What to produce: Among the entries below, find the lines holding "equal" and copy them.

Items listed in a dataset
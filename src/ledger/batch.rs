//! Atomic groups of ledger operations.

use serde::{Deserialize, Serialize};

use crate::domain::{Address, Amount, TokenAccount};

/// A single balance mutation.
///
/// Every operation that removes tokens names the `authority` signing for
/// it; the ledger rejects the whole batch if that authority does not own
/// the account (debit, burn) or control the mint (mint).
#[derive(Debug, Clone, Copy, PartialEq, Eq, Hash, Serialize, Deserialize)]
pub enum LedgerOp {
    /// Remove `amount` from `account`, signed by its owner.
    Debit {
        /// Source account.
        account: TokenAccount,
        /// Amount removed.
        amount: Amount,
        /// Signer; must equal `account.owner`.
        authority: Address,
    },
    /// Add `amount` to `account`.
    Credit {
        /// Destination account.
        account: TokenAccount,
        /// Amount added.
        amount: Amount,
    },
    /// Create `amount` new tokens of `to.mint` in `to`.
    Mint {
        /// Destination account.
        to: TokenAccount,
        /// Amount created.
        amount: Amount,
        /// Signer; must be the mint authority.
        authority: Address,
    },
    /// Destroy `amount` tokens of `from.mint` held in `from`.
    Burn {
        /// Source account.
        from: TokenAccount,
        /// Amount destroyed.
        amount: Amount,
        /// Signer; must equal `from.owner`.
        authority: Address,
    },
}

/// Ordered list of [`LedgerOp`]s applied all-or-nothing.
///
/// Operations are validated in order against the running state of the
/// batch, so a credit earlier in the batch can fund a debit later in it.
///
/// # Examples
///
/// ```
/// use xy_amm::domain::{Address, Amount, TokenAccount};
/// use xy_amm::ledger::LedgerBatch;
///
/// let user = Address::from_bytes([1; 32]);
/// let pool = Address::from_bytes([2; 32]);
/// let mint = Address::from_bytes([3; 32]);
/// let batch = LedgerBatch::new()
///     .transfer(TokenAccount::new(user, mint), TokenAccount::new(pool, mint), Amount::new(5), user);
/// assert_eq!(batch.len(), 2);
/// ```
#[derive(Debug, Clone, Default, PartialEq, Eq, Serialize, Deserialize)]
pub struct LedgerBatch {
    ops: Vec<LedgerOp>,
}

impl LedgerBatch {
    /// Creates an empty batch.
    #[must_use]
    pub const fn new() -> Self {
        Self { ops: Vec::new() }
    }

    /// Appends a debit.
    #[must_use]
    pub fn debit(mut self, account: TokenAccount, amount: Amount, authority: Address) -> Self {
        self.ops.push(LedgerOp::Debit {
            account,
            amount,
            authority,
        });
        self
    }

    /// Appends a credit.
    #[must_use]
    pub fn credit(mut self, account: TokenAccount, amount: Amount) -> Self {
        self.ops.push(LedgerOp::Credit { account, amount });
        self
    }

    /// Appends a debit of `from` followed by a credit of `to`.
    #[must_use]
    pub fn transfer(
        self,
        from: TokenAccount,
        to: TokenAccount,
        amount: Amount,
        authority: Address,
    ) -> Self {
        self.debit(from, amount, authority).credit(to, amount)
    }

    /// Appends a mint.
    #[must_use]
    pub fn mint(mut self, to: TokenAccount, amount: Amount, authority: Address) -> Self {
        self.ops.push(LedgerOp::Mint {
            to,
            amount,
            authority,
        });
        self
    }

    /// Appends a burn.
    #[must_use]
    pub fn burn(mut self, from: TokenAccount, amount: Amount, authority: Address) -> Self {
        self.ops.push(LedgerOp::Burn {
            from,
            amount,
            authority,
        });
        self
    }

    /// The operations in application order.
    #[must_use]
    pub fn ops(&self) -> &[LedgerOp] {
        &self.ops
    }

    /// Number of operations.
    #[must_use]
    pub fn len(&self) -> usize {
        self.ops.len()
    }

    /// Returns `true` if the batch has no operations.
    #[must_use]
    pub fn is_empty(&self) -> bool {
        self.ops.is_empty()
    }
}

Result below:
        /// Signer; must equal `account.owner`.
        /// Signer; must equal `from.owner`.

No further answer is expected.